▶ [Record excerpts]

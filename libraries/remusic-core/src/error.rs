/// Core error types for ReMusic
use thiserror::Error;

/// Result type alias using `CoreError`
pub type Result<T> = std::result::Result<T, CoreError>;

/// Core error type for ReMusic
#[derive(Error, Debug)]
pub enum CoreError {
    /// Entity not found
    #[error("{entity} not found: {id}")]
    NotFound { entity: String, id: String },

    /// Duplicate entry
    #[error("Duplicate entry: {0}")]
    Duplicate(String),

    /// Invalid input
    #[error("Invalid input: {0}")]
    InvalidInput(String),

    /// I/O errors
    #[error(transparent)]
    Io(#[from] std::io::Error),

    /// Other errors
    #[error("{0}")]
    Other(String),
}

impl CoreError {
    /// Create a not found error
    pub fn not_found(entity: impl Into<String>, id: impl Into<String>) -> Self {
        Self::NotFound {
            entity: entity.into(),
            id: id.into(),
        }
    }

    /// Create a duplicate entry error
    pub fn duplicate(msg: impl Into<String>) -> Self {
        Self::Duplicate(msg.into())
    }

    /// Create an invalid input error
    pub fn invalid_input(msg: impl Into<String>) -> Self {
        Self::InvalidInput(msg.into())
    }
}

#[cfg(test)]
mod tests {
    use super::*;

    #[test]
    fn not_found_message_names_entity() {
        let err = CoreError::not_found("Track", "abc123");
        assert_eq!(err.to_string(), "Track not found: abc123");
    }

    #[test]
    fn io_errors_convert() {
        let io = std::io::Error::new(std::io::ErrorKind::NotFound, "missing");
        let err: CoreError = io.into();
        assert!(matches!(err, CoreError::Io(_)));
    }
}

▶ [What is required] The records above are to be restated word for word.

▶ [Exercise answer]
filename libraries/remusic-core/src/error.rs
/// Core error types for ReMusic
use thiserror::Error;

/// Result type alias using `CoreError`
pub type Result<T> = std::result::Result<T, CoreError>;

/// Core error type for ReMusic
#[derive(Error, Debug)]
pub enum CoreError {
    /// Entity not found
    #[error("{entity} not found: {id}")]
    NotFound { entity: String, id: String },

    /// Duplicate entry
    #[error("Duplicate entry: {0}")]
    Duplicate(String),

    /// Invalid input
    #[error("Invalid input: {0}")]
    InvalidInput(String),

    /// I/O errors
    #[error(transparent)]
    Io(#[from] std::io::Error),

    /// Other errors
    #[error("{0}")]
    Other(String),
}

impl CoreError {
    /// Create a not found error
    pub fn not_found(entity: impl Into<String>, id: impl Into<String>) -> Self {
        Self::NotFound {
            entity: entity.into(),
            id: id.into(),
        }
    }

    /// Create a duplicate entry error
    pub fn duplicate(msg: impl Into<String>) -> Self {
        Self::Duplicate(msg.into())
    }

    /// Create an invalid input error
    pub fn invalid_input(msg: impl Into<String>) -> Self {
        Self::InvalidInput(msg.into())
    }
}

#[cfg(test)]
mod tests {
    use super::*;

    #[test]
    fn not_found_message_names_entity() {
        let err = CoreError::not_found("Track", "abc123");
        assert_eq!(err.to_string(), "Track not found: abc123");
    }

    #[test]
    fn io_errors_convert() {
        let io = std::io::Error::new(std::io::ErrorKind::NotFound, "missing");
        let err: CoreError = io.into();
        assert!(matches!(err, CoreError::Io(_)));
    }
}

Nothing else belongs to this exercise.